There are many ways of measuring success. Baltimore-based electronic duo Matmos are unlikely to play the half-time show at the SuperBowl, have any summer pop smash hits, or sign a lucrative advertising contract with Coca-Cola. But by more nuanced and perhaps more meaningful metrics, Drew Daniel and M.C. Schmidt have got it sewn up. Not many indie musicians can claim multiple collaborations with Björk, stints on two of the most lionised labels on the scene (Thrill Jockey and Matador), and a string of fifteen critically acclaimed studio albums, none of which is remotely like any of the others, or like anything else for that matter. And their success extends beyond simply making great albums: Schmidt is a professor of music technology at Johns Hopkins University’s Peabody Institute and the president of Baltimore’s foremost experimental music festival, High Zero, while Daniel, an associate professor in English, is a contributing writer to Pitchfork and the author of multiple books on music.

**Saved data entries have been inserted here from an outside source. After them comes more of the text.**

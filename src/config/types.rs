use crate::error::ConfigError;
use crate::games::{QuizQuestion, duck_questions};
use crate::llm::gemini::DEFAULT_API_BASE;
use crate::persona::SidebarSettings;
use serde::{Deserialize, Serialize};
use std::path::PathBuf;

#[derive(Debug, Clone, Serialize, Deserialize)]
pub struct Config {
    /// Path to config.toml - computed from home, not serialized
    #[serde(skip)]
    pub config_path: PathBuf,
    /// Prefer `GEMINI_API_KEY` / `GOOGLE_API_KEY` over storing the key here.
    #[serde(default, skip_serializing_if = "Option::is_none")]
    pub api_key: Option<String>,
    #[serde(default = "default_model")]
    pub model: String,
    #[serde(default = "default_temperature")]
    pub temperature: f64,
    /// One of trace, debug, info, warn, error.
    #[serde(default = "default_log_level")]
    pub log_level: String,

    #[serde(default)]
    pub chat: ChatConfig,

    /// Starting values of the settings panel.
    #[serde(default)]
    pub sidebar: SidebarSettings,

    #[serde(default)]
    pub games: GamesConfig,
}

fn default_model() -> String {
    "gemini-2.5-flash".into()
}

fn default_temperature() -> f64 {
    0.7
}

fn default_log_level() -> String {
    "warn".into()
}

impl Default for Config {
    fn default() -> Self {
        Self {
            config_path: PathBuf::new(),
            api_key: None,
            model: default_model(),
            temperature: default_temperature(),
            log_level: default_log_level(),
            chat: ChatConfig::default(),
            sidebar: SidebarSettings::default(),
            games: GamesConfig::default(),
        }
    }
}

#[derive(Debug, Clone, Serialize, Deserialize)]
pub struct ChatConfig {
    /// Upper bound on one completion call.
    #[serde(default = "default_chat_timeout_secs")]
    pub timeout_secs: u64,
    #[serde(default = "default_api_base")]
    pub api_base: String,
}

fn default_chat_timeout_secs() -> u64 {
    60
}

fn default_api_base() -> String {
    DEFAULT_API_BASE.into()
}

impl Default for ChatConfig {
    fn default() -> Self {
        Self {
            timeout_secs: default_chat_timeout_secs(),
            api_base: default_api_base(),
        }
    }
}

#[derive(Debug, Clone, Default, Serialize, Deserialize)]
pub struct GamesConfig {
    /// Fixed seed for the guessing game's secret numbers.
    #[serde(default, skip_serializing_if = "Option::is_none")]
    pub guess_seed: Option<u64>,
    /// TOML file of `[[questions]]` replacing the built-in duck quiz.
    #[serde(default, skip_serializing_if = "Option::is_none")]
    pub quiz_file: Option<PathBuf>,
}

#[derive(Deserialize)]
struct QuizFile {
    questions: Vec<QuizQuestion>,
}

impl Config {
    pub fn validate(&self) -> Result<(), ConfigError> {
        if !(0.0..=2.0).contains(&self.temperature) {
            return Err(ConfigError::Validation(format!(
                "temperature {} is outside 0.0..=2.0",
                self.temperature
            )));
        }
        if self.chat.timeout_secs == 0 {
            return Err(ConfigError::Validation(
                "chat.timeout_secs must be greater than zero".into(),
            ));
        }
        self.log_level()?;
        Ok(())
    }

    pub fn log_level(&self) -> Result<tracing::Level, ConfigError> {
        self.log_level.parse().map_err(|_| {
            ConfigError::Validation(format!("unknown log_level \"{}\"", self.log_level))
        })
    }

    /// Questions for the quiz: the configured file, or the built-in duck quiz.
    pub fn load_questions(&self) -> Result<Vec<QuizQuestion>, ConfigError> {
        let Some(path) = &self.games.quiz_file else {
            return duck_questions().map_err(|e| ConfigError::Validation(e.to_string()));
        };

        let quiz_error = |message: String| ConfigError::QuizFile {
            path: path.display().to_string(),
            message,
        };
        let contents = std::fs::read_to_string(path).map_err(|e| quiz_error(e.to_string()))?;
        let file: QuizFile = toml::from_str(&contents).map_err(|e| quiz_error(e.to_string()))?;
        if file.questions.is_empty() {
            return Err(quiz_error("no questions".into()));
        }

        tracing::info!(
            path = %path.display(),
            count = file.questions.len(),
            "Loaded quiz questions"
        );
        Ok(file.questions)
    }
}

The Matmos musical world is so varied and so creatively fertile that even describing it in the vaguest of terms – experimental electronica, for example – doesn’t come close to covering all the bases. They draw on elements of techno, minimalism, IDM and glitch, which seems like a sensible combination. But then things start getting gloriously unpredictable. There is something of the spirit of the Fluxus collective, of Ken Kesey’s Merry Pranksters, of COUM Transmissions and Throbbing Gristle, even of La Monte Young’s Theater of Eternal Music in the utterly unfettered nature of their experimentation, which never takes itself too seriously. Whether they are sampling the sounds of liposuction and limb amputation (A Chance to Cut Is a Chance to Cure), setting up an unlikely marriage of hurdy-gurdy and electronica (The Civil War), or creating an album based on ESP and sensory deprivation (The Ganzfeld EP), they are never content to stand still.

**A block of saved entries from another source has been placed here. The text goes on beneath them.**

use console::style;
use std::fmt::Display;

/// Green bold: correct answers, wins
pub fn success<D: Display>(text: D) -> String {
    style(text).green().bold().to_string()
}

/// Yellow: hints such as "too low"
pub fn warning<D: Display>(text: D) -> String {
    style(text).yellow().to_string()
}

/// Red bold: failed chat turns, wrong answers
pub fn error<D: Display>(text: D) -> String {
    style(text).red().bold().to_string()
}

/// White bold: screen titles
pub fn header<D: Display>(text: D) -> String {
    style(text).white().bold().to_string()
}

/// Dim: subtitles, command hints
pub fn dim<D: Display>(text: D) -> String {
    style(text).dim().to_string()
}

/// Cyan bold: question numbers
pub fn accent<D: Display>(text: D) -> String {
    style(text).cyan().bold().to_string()
}

/// Yellow bold: Mr. Quack's name in the transcript
pub fn duck<D: Display>(text: D) -> String {
    style(text).yellow().bold().to_string()
}

/// Cyan: the user's name in the transcript
pub fn user<D: Display>(text: D) -> String {
    style(text).cyan().to_string()
}
mod env_overrides;
mod loader;
#[cfg(test)]
mod test_env;
mod types;

pub use types::{ChatConfig, Config, GamesConfig};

For some musicians, concept equals constraint, but for Matmos each new idea seems to be the key that unlocks a whole new room full of ideas. Creativity is capable of exponential growth; every strange sound exists to be manipulated in new and exciting ways. On their latest project, Metallic Life Review, those strange sounds come from metal objects. If that sounds a bit like Lou Reed’s controversial, self-sabotaging Metal Machine Music, fear not: there is much greater depth and much greater accessibility to this record. Because whatever a Matmos album is, it is also always recognisable as music, and a bracing, moving, emotionally loaded kind of music at that.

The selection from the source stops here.